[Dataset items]
____________________

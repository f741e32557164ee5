//! Popularity scoring for stories and places.
//!
//! A score is always recomputed from the full set of per-post aggregates that
//! are currently mirrored, never accumulated from deltas. Replaying, dropping
//! duplicates or reordering the events that produced those aggregates cannot
//! change the result as long as the final aggregates agree.

use std::collections::BTreeSet;

use serde::Deserialize;

use crate::types::{PopularitySummary, PostAggregate, UserId};

/// Inputs to [`popularity`].
#[derive(Debug, Clone, Copy, Default, PartialEq, Eq)]
pub struct PopularityCounts {
    pub posts: u64,
    pub viewers: u64,
    pub participants: u64,
}

impl PopularityCounts {
    /// Count live posts and the distinct people across all of them.
    pub fn from_aggregates<'a, I>(aggregates: I) -> Self
    where
        I: IntoIterator<Item = &'a PostAggregate>,
    {
        let mut posts = 0u64;
        let mut viewers: BTreeSet<&UserId> = BTreeSet::new();
        let mut participants: BTreeSet<&UserId> = BTreeSet::new();
        for aggregate in aggregates {
            posts += 1;
            viewers.extend(aggregate.viewers.iter());
            participants.extend(aggregate.participants.iter());
        }
        Self {
            posts,
            viewers: viewers.len() as u64,
            participants: participants.len() as u64,
        }
    }
}

/// Relative weight of each count. Tunable through `[scoring]` in the config file.
#[derive(Debug, Clone, Copy, PartialEq, Deserialize)]
#[serde(default)]
pub struct PopularityWeights {
    pub post_weight: f64,
    pub viewer_weight: f64,
    pub participant_weight: f64,
}

impl Default for PopularityWeights {
    fn default() -> Self {
        Self {
            post_weight: 1.0,
            viewer_weight: 1.0,
            participant_weight: 2.0,
        }
    }
}

/// `wp·ln(1+posts) + wv·ln(1+viewers) + wc·ln(1+participants)`.
///
/// Non-negative and monotonic in every count for non-negative weights.
/// Negative weights are clamped to zero.
pub fn popularity(counts: PopularityCounts, weights: &PopularityWeights) -> f64 {
    let term = |weight: f64, count: u64| weight.max(0.0) * (count as f64).ln_1p();
    term(weights.post_weight, counts.posts)
        + term(weights.viewer_weight, counts.viewers)
        + term(weights.participant_weight, counts.participants)
}

/// Counts plus score, as stored under `stats/*/summary`.
pub fn summarize(counts: PopularityCounts, weights: &PopularityWeights) -> PopularitySummary {
    PopularitySummary {
        posts: counts.posts,
        viewers: counts.viewers,
        participants: counts.participants,
        score: popularity(counts, weights),
    }
}
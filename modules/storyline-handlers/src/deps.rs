use std::sync::Arc;

use chrono::{DateTime, Utc};
use storyline_common::FileConfig;
use storyline_store::{Batch, Store};
use tracing::info;
use typed_builder::TypedBuilder;

use crate::error::HandlerError;
use crate::push::PushChannel;

/// Source of "now" for notification timestamps and the live window.
pub trait Clock: Send + Sync {
    fn now(&self) -> DateTime<Utc>;
}

pub struct SystemClock;

impl Clock for SystemClock {
    fn now(&self) -> DateTime<Utc> {
        Utc::now()
    }
}

/// A clock that never moves.
pub struct FixedClock(pub DateTime<Utc>);

impl Clock for FixedClock {
    fn now(&self) -> DateTime<Utc> {
        self.0
    }
}

/// Shared dependency container for every handler.
///
/// Holds the store capability, the push channel and tuning. Nothing here is
/// process-global; tests build one per scenario.
#[derive(Clone, TypedBuilder)]
pub struct HandlerDeps {
    pub store: Arc<dyn Store>,
    pub push: Arc<dyn PushChannel>,
    #[builder(default = Arc::new(SystemClock))]
    pub clock: Arc<dyn Clock>,
    #[builder(default)]
    pub config: FileConfig,
}

impl HandlerDeps {
    pub fn now_millis(&self) -> i64 {
        self.clock.now().timestamp_millis()
    }

    /// Submit a handler's single batched write.
    pub(crate) async fn commit(&self, handler: &str, batch: Batch) -> Result<usize, HandlerError> {
        let paths = batch.len();
        self.store.batch_write(batch).await?;
        info!(handler, paths, "Committed batch");
        Ok(paths)
    }
}
//! Replay a log of client writes against a seeded in-memory store.

use std::path::Path;
use std::sync::Arc;

use anyhow::{Context, Result};
use serde::Deserialize;
use serde_json::Value;
use storyline_engine::DispatchReport;
use storyline_handlers::{build_engine, HandlerDeps, TriggerStats};
use storyline_store::{Batch, MemoryStore, Store, StorePath};
use tracing::{info, warn};

/// One line of the event log. `null` (or a missing value) removes the path.
#[derive(Debug, Clone, PartialEq, Deserialize)]
pub struct ClientWrite {
    pub path: StorePath,
    #[serde(default)]
    pub value: Value,
}

/// Parse a JSON-lines log. Blank lines and `#` comments are skipped.
pub fn parse_events(raw: &str) -> Result<Vec<ClientWrite>> {
    raw.lines()
        .enumerate()
        .filter(|(_, line)| {
            let line = line.trim();
            !line.is_empty() && !line.starts_with('#')
        })
        .map(|(n, line)| {
            serde_json::from_str(line).with_context(|| format!("Invalid event on line {}", n + 1))
        })
        .collect()
}

pub fn load_snapshot(path: &Path) -> Result<Value> {
    let raw = std::fs::read_to_string(path)
        .with_context(|| format!("Failed to read snapshot: {}", path.display()))?;
    serde_json::from_str(&raw).with_context(|| format!("Failed to parse snapshot: {}", path.display()))
}

pub fn load_events(path: &Path) -> Result<Vec<ClientWrite>> {
    let raw = std::fs::read_to_string(path)
        .with_context(|| format!("Failed to read event log: {}", path.display()))?;
    parse_events(&raw)
}

/// Totals across a replay.
#[derive(Debug, Default)]
pub struct ReplaySummary {
    pub writes: usize,
    pub report: DispatchReport,
    pub stats: TriggerStats,
}

/// Apply each write in order and settle the engine after each one.
///
/// Handler failures are reported and the replay continues; only a rejected
/// client write stops it.
pub async fn replay(
    store: Arc<MemoryStore>,
    deps: &HandlerDeps,
    writes: Vec<ClientWrite>,
) -> Result<ReplaySummary> {
    let engine = build_engine(store.clone(), &deps.config)?;
    let mut summary = ReplaySummary::default();

    for write in writes {
        let mut batch = Batch::new();
        let value = (!write.value.is_null()).then_some(write.value);
        batch.put(write.path.clone(), value);
        store
            .batch_write(batch)
            .await
            .with_context(|| format!("Client write rejected: {}", write.path))?;
        summary.writes += 1;

        let report = engine.settle(&mut summary.stats, deps).await;
        for failure in &report.failures {
            warn!(path = %failure.path, error = %failure.error, "Handler failed during replay");
        }
        summary.report.merge(report);
    }

    info!(
        writes = summary.writes,
        rounds = summary.report.rounds,
        handled = summary.report.handled,
        failures = summary.report.failures.len(),
        "Replay finished"
    );
    Ok(summary)
}

#[cfg(test)]
mod tests {
    use serde_json::json;
    use storyline_common::{paths, UserId};
    use storyline_handlers::{NoopChannel, Trigger};
    use storyline_store::StoreExt;

    use super::*;

    #[test]
    fn parses_lines_and_skips_comments() {
        let log = r#"
# seed a follow
{"path": "social/followers/bob/amy", "value": true}

{"path": "social/followers/bob/amy", "value": null}
{"path": "social/blocked/amy/bob"}
"#;
        let writes = parse_events(log).unwrap();
        assert_eq!(writes.len(), 3);
        assert_eq!(writes[0].path, StorePath::parse("social/followers/bob/amy"));
        assert_eq!(writes[0].value, json!(true));
        assert!(writes[1].value.is_null());
        assert!(writes[2].value.is_null());
    }

    #[test]
    fn bad_line_reports_its_number() {
        let err = parse_events("{\"path\": \"a\", \"value\": 1}\nnot json").unwrap_err();
        assert!(err.to_string().contains("line 2"), "{err}");
    }

    #[test]
    fn snapshot_file_is_loaded() {
        let mut file = tempfile::NamedTempFile::new().unwrap();
        std::io::Write::write_all(&mut file, br#"{"users": {"profile": {}}}"#).unwrap();
        assert_eq!(load_snapshot(file.path()).unwrap(), json!({"users": {"profile": {}}}));
    }

    #[tokio::test]
    async fn replay_settles_after_each_write() {
        let store = Arc::new(MemoryStore::new());
        let deps = HandlerDeps::builder()
            .store(store.clone())
            .push(Arc::new(NoopChannel))
            .build();
        let writes = parse_events(
            "{\"path\": \"social/followers/bob/amy\", \"value\": true}\n\
             {\"path\": \"social/followers/bob/amy\", \"value\": null}",
        )
        .unwrap();

        let summary = replay(store.clone(), &deps, writes).await.unwrap();

        assert_eq!(summary.writes, 2);
        assert!(summary.report.is_clean());
        assert_eq!(summary.stats.count(Trigger::FollowEdge), 2);
        let count = store.get(&paths::follower_count(&UserId::from("bob"))).await.unwrap();
        assert_eq!(count, Some(0));
    }
}
mod replay;

use std::path::PathBuf;
use std::sync::Arc;

use anyhow::Result;
use clap::{Parser, Subcommand};
use storyline_common::{AppConfig, FileConfig};
use storyline_handlers::{FcmChannel, HandlerDeps, NoopChannel, PushChannel};
use storyline_store::MemoryStore;
use tracing::info;
use tracing_subscriber::EnvFilter;

#[derive(Parser)]
#[command(name = "storyline-worker")]
#[command(about = "Run the storyline propagation handlers")]
#[command(version)]
struct Cli {
    /// Log as JSON lines
    #[arg(long, global = true)]
    json: bool,

    #[command(subcommand)]
    command: Commands,
}

#[derive(Subcommand)]
enum Commands {
    /// Seed a store from a snapshot, replay logged client writes, print the result
    Replay {
        /// JSON tree to start from
        #[arg(long)]
        snapshot: PathBuf,

        /// JSON-lines log of `{"path": ..., "value": ...}` writes
        #[arg(long)]
        events: PathBuf,

        /// TOML config, overriding STORYLINE_CONFIG
        #[arg(long)]
        config: Option<PathBuf>,
    },
}

fn init_tracing(json: bool) -> Result<()> {
    let filter = EnvFilter::from_default_env().add_directive("storyline=info".parse()?);
    let builder = tracing_subscriber::fmt()
        .with_env_filter(filter)
        .with_writer(std::io::stderr);
    if json {
        builder.json().init();
    } else {
        builder.init();
    }
    Ok(())
}

fn push_channel(app: &AppConfig, config: &FileConfig) -> Arc<dyn PushChannel> {
    match &app.fcm_server_key {
        Some(key) if config.notifications.push_enabled => {
            let channel = FcmChannel::new(key.clone());
            match &app.fcm_endpoint {
                Some(endpoint) => Arc::new(channel.with_endpoint(endpoint.clone())),
                None => Arc::new(channel),
            }
        }
        _ => {
            info!("Push delivery disabled, using no-op channel");
            Arc::new(NoopChannel)
        }
    }
}

#[tokio::main]
async fn main() -> Result<()> {
    let cli = Cli::parse();
    init_tracing(cli.json)?;

    info!("Storyline worker starting...");
    let app = AppConfig::from_env()?;

    match cli.command {
        Commands::Replay {
            snapshot,
            events,
            config,
        } => {
            let config = app.file_config(config.as_deref())?;
            let store = Arc::new(MemoryStore::from_value(replay::load_snapshot(&snapshot)?));
            let writes = replay::load_events(&events)?;
            info!(writes = writes.len(), snapshot = %snapshot.display(), "Replaying");

            let deps = HandlerDeps::builder()
                .store(store.clone())
                .push(push_channel(&app, &config))
                .config(config)
                .build();

            let summary = replay::replay(store.clone(), &deps, writes).await?;
            if !summary.report.is_clean() {
                info!(
                    failures = summary.report.failures.len(),
                    abandoned = summary.report.abandoned,
                    requeued = summary.report.requeued,
                    "Replay left events on the feed"
                );
            }

            println!("{}", serde_json::to_string_pretty(&store.snapshot())?);
        }
    }

    Ok(())
}
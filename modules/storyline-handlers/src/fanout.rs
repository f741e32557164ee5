//! Post fan-out: mirror a new post to every location that shows it, and
//! remove every mirror when the post is deleted.
//!
//! The audience is read as a snapshot (followers, and users near the post's
//! place) and the whole mirror set goes out as one batch. Edits to an
//! existing post do not fan out.

use std::collections::BTreeSet;

use storyline_common::{paths, PlacePost, Post, PostId, StoryEntry, UserId};
use storyline_store::{Batch, MutationEvent, StoreError, StoreExt};
use tracing::{debug, info};

use crate::aggregates;
use crate::deps::HandlerDeps;
use crate::error::{new_value, old_value, HandlerError};
use crate::relationships::block_set;

/// Everyone a post is mirrored to.
#[derive(Debug, Default, Clone, PartialEq)]
pub struct Audience {
    pub followers: BTreeSet<UserId>,
    /// Users near the post's place with their distance to it.
    pub nearby: Vec<(UserId, f64)>,
}

/// Snapshot-read the audience for a post by `post.author`.
///
/// Users in a block relationship with the author are left out of the nearby
/// audience; follow edges cannot coexist with blocks, so followers need no
/// filtering.
pub async fn audience(deps: &HandlerDeps, post: &Post) -> Result<Audience, StoreError> {
    let followers_path = paths::followers(&post.author);
    let Some(place) = &post.place_id else {
        let followers = deps.store.get_entries(&followers_path).await?;
        return Ok(Audience {
            followers: followers.into_keys().collect(),
            nearby: Vec::new(),
        });
    };

    let audience_path = paths::place_audience(place);
    let (followers, near, hidden) = tokio::try_join!(
        deps.store.get_entries(&followers_path),
        deps.store.get_entries(&audience_path),
        block_set(deps, &post.author),
    )?;

    Ok(Audience {
        followers: followers.into_keys().collect(),
        nearby: near
            .into_iter()
            .filter(|(uid, _)| !hidden.contains(uid))
            .collect(),
    })
}

/// Mirror writes for a post. With `present == false` every mirror is removed.
pub fn mirror_batch(
    id: &PostId,
    post: &Post,
    audience: &Audience,
    present: bool,
) -> Result<Batch, StoreError> {
    let mut batch = Batch::new();
    let entry = StoryEntry {
        timestamp: post.date_created,
        place: post.place_id.clone(),
    };

    let story = paths::story_entry(&post.author, id);
    if present {
        batch.set(&story, &entry)?;
    } else {
        batch.remove(&story);
    }

    for follower in &audience.followers {
        let path = paths::following_feed_entry(follower, &post.author, id);
        if present {
            batch.set(&path, &entry)?;
        } else {
            batch.remove(&path);
        }
    }

    if let Some(place) = &post.place_id {
        let mirrored = PlacePost {
            author: post.author.clone(),
            timestamp: post.date_created,
        };

        let place_post = paths::place_post(place, id);
        if present {
            batch.set(&place_post, &mirrored)?;
        } else {
            batch.remove(&place_post);
        }

        for (uid, distance) in &audience.nearby {
            let path = paths::nearby_feed_post(uid, place, id);
            if present {
                batch.set(&path, &mirrored)?;
                batch.set(&paths::nearby_bucket_distance(uid, place), distance)?;
            } else {
                batch.remove(&path);
            }
        }
    }

    Ok(batch)
}

/// `uploads/meta/{post}` changed.
pub async fn on_post_meta(
    deps: &HandlerDeps,
    event: &MutationEvent,
    id: &PostId,
) -> Result<(), HandlerError> {
    if event.is_update() {
        debug!(post = %id, "Post edited, no fan-out");
        return Ok(());
    }

    if let Some(post) = new_value::<Post>(event)? {
        return on_created(deps, id, &post).await;
    }
    match old_value::<Post>(event)? {
        Some(post) => on_deleted(deps, id, &post).await,
        None => Ok(()),
    }
}

async fn on_created(deps: &HandlerDeps, id: &PostId, post: &Post) -> Result<(), HandlerError> {
    let (audience, stats) = tokio::try_join!(
        audience(deps, post),
        aggregates::post_batch(deps, id),
    )?;

    let mut batch = mirror_batch(id, post, &audience, true)?;
    batch.merge(stats);
    batch.set(&paths::subscriber(id, &post.author), &true)?;

    let paths_written = deps.commit("post_created", batch).await?;
    info!(
        post = %id,
        author = %post.author,
        followers = audience.followers.len(),
        nearby = audience.nearby.len(),
        paths = paths_written,
        "Post fanned out"
    );
    Ok(())
}

async fn on_deleted(deps: &HandlerDeps, id: &PostId, post: &Post) -> Result<(), HandlerError> {
    let index_path = paths::post_notifications(id);
    let (audience, index) = tokio::try_join!(
        audience(deps, post),
        deps.store.get_entries(&index_path),
    )?;

    let mut batch = mirror_batch(id, post, &audience, false)?;

    // Notifications the post produced, wherever they live.
    let mut removed_notifications = 0;
    for (recipient, keys) in index {
        for key in keys.into_keys() {
            batch.remove(&paths::notification(&recipient, &key));
            batch.remove(&paths::seen_flag(&recipient, &key));
            removed_notifications += 1;
        }
    }
    batch.remove(&paths::post_notifications(id));

    // Children owned by the post.
    batch.remove(&paths::comments(id));
    batch.remove(&paths::views(id));
    batch.remove(&paths::likes(id));
    batch.remove(&paths::subscribers(id));

    batch.remove(&paths::post_stats(id));
    batch.remove(&paths::story_aggregate(&post.author, id));
    if let Some(place) = &post.place_id {
        batch.remove(&paths::place_aggregate(place, id));
    }

    let paths_written = deps.commit("post_deleted", batch).await?;
    info!(
        post = %id,
        author = %post.author,
        notifications = removed_notifications,
        paths = paths_written,
        "Post removed from every mirror"
    );
    Ok(())
}
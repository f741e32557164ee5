//! Store paths, typed paths, and the patterns watches are registered with.

use std::fmt;
use std::marker::PhantomData;

use serde::{Deserialize, Deserializer, Serialize, Serializer};
use thiserror::Error;

// ---------------------------------------------------------------------------
// StorePath
// ---------------------------------------------------------------------------

/// A concrete location in the store, e.g. `social/followers/u1/u2`.
#[derive(Debug, Clone, Default, PartialEq, Eq, PartialOrd, Ord, Hash)]
pub struct StorePath {
    segments: Vec<String>,
}

impl StorePath {
    pub fn root() -> Self {
        Self::default()
    }

    /// Split on `/`, ignoring leading, trailing and doubled separators.
    pub fn parse(path: &str) -> Self {
        Self {
            segments: path
                .split('/')
                .filter(|s| !s.is_empty())
                .map(str::to_string)
                .collect(),
        }
    }

    pub fn from_segments<I, S>(segments: I) -> Self
    where
        I: IntoIterator<Item = S>,
        S: Into<String>,
    {
        Self {
            segments: segments.into_iter().map(Into::into).collect(),
        }
    }

    /// Append one segment. Keys are opaque but must not contain `/`.
    pub fn child(&self, segment: impl fmt::Display) -> Self {
        let segment = segment.to_string();
        debug_assert!(
            !segment.is_empty() && !segment.contains('/'),
            "invalid path segment {segment:?}"
        );
        let mut segments = self.segments.clone();
        segments.push(segment);
        Self { segments }
    }

    pub fn segments(&self) -> &[String] {
        &self.segments
    }

    pub fn len(&self) -> usize {
        self.segments.len()
    }

    pub fn is_root(&self) -> bool {
        self.segments.is_empty()
    }

    pub fn last(&self) -> Option<&str> {
        self.segments.last().map(String::as_str)
    }

    pub fn parent(&self) -> Option<StorePath> {
        if self.segments.is_empty() {
            return None;
        }
        Some(Self {
            segments: self.segments[..self.segments.len() - 1].to_vec(),
        })
    }

    /// True if `prefix` is this path or one of its ancestors.
    pub fn starts_with(&self, prefix: &StorePath) -> bool {
        self.segments.starts_with(&prefix.segments)
    }
}

impl fmt::Display for StorePath {
    fn fmt(&self, f: &mut fmt::Formatter<'_>) -> fmt::Result {
        write!(f, "{}", self.segments.join("/"))
    }
}

impl Serialize for StorePath {
    fn serialize<S: Serializer>(&self, serializer: S) -> Result<S::Ok, S::Error> {
        serializer.collect_str(self)
    }
}

impl<'de> Deserialize<'de> for StorePath {
    fn deserialize<D: Deserializer<'de>>(deserializer: D) -> Result<Self, D::Error> {
        let raw = String::deserialize(deserializer)?;
        Ok(StorePath::parse(&raw))
    }
}

// ---------------------------------------------------------------------------
// TypedPath
// ---------------------------------------------------------------------------

/// A store path that knows the type of the value living there.
///
/// Path builders hand these out so that reads decode into, and batch entries
/// encode from, the one record type each location holds.
pub struct TypedPath<T> {
    path: StorePath,
    _value: PhantomData<fn() -> T>,
}

impl<T> TypedPath<T> {
    pub fn new(path: StorePath) -> Self {
        Self {
            path,
            _value: PhantomData,
        }
    }

    pub fn path(&self) -> &StorePath {
        &self.path
    }

    pub fn into_path(self) -> StorePath {
        self.path
    }
}

impl<T> Clone for TypedPath<T> {
    fn clone(&self) -> Self {
        Self::new(self.path.clone())
    }
}

impl<T> fmt::Debug for TypedPath<T> {
    fn fmt(&self, f: &mut fmt::Formatter<'_>) -> fmt::Result {
        f.debug_tuple("TypedPath").field(&self.path).finish()
    }
}

impl<T> fmt::Display for TypedPath<T> {
    fn fmt(&self, f: &mut fmt::Formatter<'_>) -> fmt::Result {
        self.path.fmt(f)
    }
}

impl<T> PartialEq for TypedPath<T> {
    fn eq(&self, other: &Self) -> bool {
        self.path == other.path
    }
}

impl<T> Eq for TypedPath<T> {}

// ---------------------------------------------------------------------------
// PathPattern
// ---------------------------------------------------------------------------

#[derive(Debug, Error, PartialEq, Eq)]
pub enum PatternError {
    #[error("empty path pattern")]
    Empty,

    #[error("malformed pattern segment: {0:?}")]
    MalformedSegment(String),

    #[error("capture {0:?} appears more than once")]
    DuplicateCapture(String),
}

#[derive(Debug, Clone, PartialEq, Eq)]
pub enum Segment {
    Static(String),
    Capture(String),
}

/// Static segments mixed with named captures: `uploads/comments/{post}/{comment}`.
#[derive(Debug, Clone, PartialEq, Eq)]
pub struct PathPattern {
    raw: String,
    segments: Vec<Segment>,
}

impl PathPattern {
    pub fn parse(pattern: &str) -> Result<Self, PatternError> {
        let mut segments = Vec::new();
        let mut captures: Vec<&str> = Vec::new();

        for part in pattern.split('/').filter(|s| !s.is_empty()) {
            if let Some(inner) = part.strip_prefix('{') {
                let name = inner
                    .strip_suffix('}')
                    .filter(|n| !n.is_empty() && !n.contains(['{', '}']))
                    .ok_or_else(|| PatternError::MalformedSegment(part.to_string()))?;
                if captures.contains(&name) {
                    return Err(PatternError::DuplicateCapture(name.to_string()));
                }
                captures.push(name);
                segments.push(Segment::Capture(name.to_string()));
            } else if part.contains(['{', '}']) {
                return Err(PatternError::MalformedSegment(part.to_string()));
            } else {
                segments.push(Segment::Static(part.to_string()));
            }
        }

        if segments.is_empty() {
            return Err(PatternError::Empty);
        }

        Ok(Self {
            raw: pattern.trim_matches('/').to_string(),
            segments,
        })
    }

    pub fn as_str(&self) -> &str {
        &self.raw
    }

    pub fn segments(&self) -> &[Segment] {
        &self.segments
    }

    pub fn arity(&self) -> usize {
        self.segments.len()
    }

    /// Exact-arity match. Captures are bound positionally.
    pub fn matches(&self, path: &StorePath) -> Option<PathParams> {
        if path.len() != self.segments.len() {
            return None;
        }
        let mut params = PathParams::default();
        for (segment, value) in self.segments.iter().zip(path.segments()) {
            match segment {
                Segment::Static(expected) if expected == value => {}
                Segment::Static(_) => return None,
                Segment::Capture(name) => params.push(name.clone(), value.clone()),
            }
        }
        Some(params)
    }

    /// Whether a change written at `path` can alter a location this pattern
    /// matches: the shorter of the two must be segment-compatible with the
    /// other's prefix.
    pub fn overlaps(&self, path: &StorePath) -> bool {
        self.segments
            .iter()
            .zip(path.segments())
            .all(|(segment, value)| match segment {
                Segment::Static(expected) => expected == value,
                Segment::Capture(_) => true,
            })
    }
}

impl fmt::Display for PathPattern {
    fn fmt(&self, f: &mut fmt::Formatter<'_>) -> fmt::Result {
        f.write_str(&self.raw)
    }
}

// ---------------------------------------------------------------------------
// PathParams
// ---------------------------------------------------------------------------

/// Capture values bound by a successful [`PathPattern::matches`], in pattern order.
#[derive(Debug, Clone, Default, PartialEq, Eq)]
pub struct PathParams {
    bindings: Vec<(String, String)>,
}

impl PathParams {
    fn push(&mut self, name: String, value: String) {
        self.bindings.push((name, value));
    }

    pub fn get(&self, name: &str) -> Option<&str> {
        self.bindings
            .iter()
            .find(|(n, _)| n == name)
            .map(|(_, v)| v.as_str())
    }

    pub fn positional(&self, index: usize) -> Option<&str> {
        self.bindings.get(index).map(|(_, v)| v.as_str())
    }

    pub fn len(&self) -> usize {
        self.bindings.len()
    }

    pub fn is_empty(&self) -> bool {
        self.bindings.is_empty()
    }

    pub fn iter(&self) -> impl Iterator<Item = (&str, &str)> {
        self.bindings.iter().map(|(n, v)| (n.as_str(), v.as_str()))
    }
}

____________________

## EXERCISE PROMPT
Take the lines from the start of the records through the line holding "deltas. Replaying, dropping", both included, and please print them exactly, with nothing else.

## WRITTEN SOLUTION
repository f741e32557164ee5
//! Popularity scoring for stories and places.
//!
//! A score is always recomputed from the full set of per-post aggregates that
//! are currently mirrored, never accumulated from deltas. Replaying, dropping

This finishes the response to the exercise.